L'inclusione del lavoro
Malgrado la debole crescita del Pil, l'occupazione ha continuato ad aumentare (+7,5% tra il 2002 e il 2007): più che in Francia (+2,7%), Regno Unito (+4,6%), Germania (+0,2%) e meno solo che in Spagna (+15,4%).

L'innovazione che fa crescere
L'Italia detiene il primato a livello europeo della presenza di imprese dell'industria high tech (più di 33 mila aziende, il 24% delle imprese europee del settore) ed è seconda solo alla Gran Bretagna nei servizi ad alto contenuto tecnologico (quasi 97 mila aziende, il 17,7% del totale europeo).

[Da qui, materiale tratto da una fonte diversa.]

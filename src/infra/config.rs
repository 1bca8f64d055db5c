use std::net::SocketAddr;

use axum::http::HeaderValue;
use env_helpers::{get_env, get_env_default};
use secrecy::SecretString;
use url::Url;

use crate::application::password::DEFAULT_ITERATIONS;

pub struct AppConfig {
    pub bind_addr: SocketAddr,
    pub database_url: String,
    pub database_max_connections: u32,
    pub cors_origin: HeaderValue,
    /// Base URL of the chat-completion service, e.g. "https://api.deepseek.com".
    pub upstream_base_url: Url,
    /// Credential sent upstream. Callers' own API keys are never forwarded.
    pub upstream_api_key: Option<SecretString>,
    pub session_ttl: chrono::Duration,
    pub chat_timeout: std::time::Duration,
    pub models_timeout: std::time::Duration,
    /// Must not change once users exist; stored hashes do not record it.
    pub password_hash_iterations: u32,
}

impl AppConfig {
    pub fn from_env() -> Self {
        let bind_addr: SocketAddr = get_env_default("BIND_ADDR", "0.0.0.0:1101".parse().unwrap());
        let database_url: String = get_env("DATABASE_URL");
        let database_max_connections: u32 = get_env_default("DATABASE_MAX_CONNECTIONS", 5);
        let cors_origin: HeaderValue =
            get_env_default("CORS_ORIGIN", String::from("http://localhost:1102"))
                .parse()
                .expect("CORS_ORIGIN must be a valid header value");

        let upstream_base_url: Url = get_env_default(
            "UPSTREAM_BASE_URL",
            "https://api.deepseek.com".parse().unwrap(),
        );
        let upstream_api_key: Option<SecretString> = std::env::var("UPSTREAM_API_KEY")
            .ok()
            .filter(|s| !s.trim().is_empty())
            .map(|s| SecretString::new(s.into()));

        let session_ttl_hours: i64 = get_env_default("SESSION_TTL_HOURS", 24);
        let chat_timeout_secs: u64 = get_env_default("CHAT_TIMEOUT_SECS", 60);
        let models_timeout_secs: u64 = get_env_default("MODELS_TIMEOUT_SECS", 30);
        let password_hash_iterations: u32 =
            get_env_default("PASSWORD_HASH_ITERATIONS", DEFAULT_ITERATIONS);

        Self {
            bind_addr,
            database_url,
            database_max_connections,
            cors_origin,
            upstream_base_url,
            upstream_api_key,
            session_ttl: session_ttl_from_hours(session_ttl_hours),
            chat_timeout: std::time::Duration::from_secs(chat_timeout_secs),
            models_timeout: std::time::Duration::from_secs(models_timeout_secs),
            password_hash_iterations,
        }
    }
}

fn session_ttl_from_hours(hours: i64) -> chrono::Duration {
    assert!(hours > 0, "SESSION_TTL_HOURS must be positive");
    chrono::Duration::try_hours(hours).expect("SESSION_TTL_HOURS out of range")
}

E mentre il sistema universitario moltiplica sedi, cattedre e corsi, la capacità di generare buone idee e innovazione si concentra in poche punte di eccellenza. Il 40,3% dei nuovi brevetti registrati in Italia nel 2007 in campo medico-scientifico è riferibile solo a quattro poli universitari, su cui è confluito il 18,5% dei finanziamenti ministeriali per la ricerca e in cui risultava impiegato l'11,9% del corpo docente di settore.

Le minoranze sociali cross border
Anche nel tessuto sociale emergono segmenti vitali che non hanno paura di confrontarsi fuori dai confini nazionali. Nel 2006 il 14,2% dei giovani italiani tra 15 e 29 anni poteva vantare un'esperienza di studio o di lavoro all'estero: il 9% inferiore a tre mesi, il 5,1% più lunga. 38.690 studenti risultavano iscritti in università straniere e 16.389 erano impegnati nel programma Erasmus, per un totale di oltre 52 mila studenti. Ma a fianco a questa élite esuberante non può essere trascurata quella minoranza meno visibile che fa quotidianamente esperienza del diverso. Il 16,7% degli italiani vive ogni giorno a stretto contatto con gli stranieri e la maggioranza di essi (59,4%) ne ricava un rapporto positivo.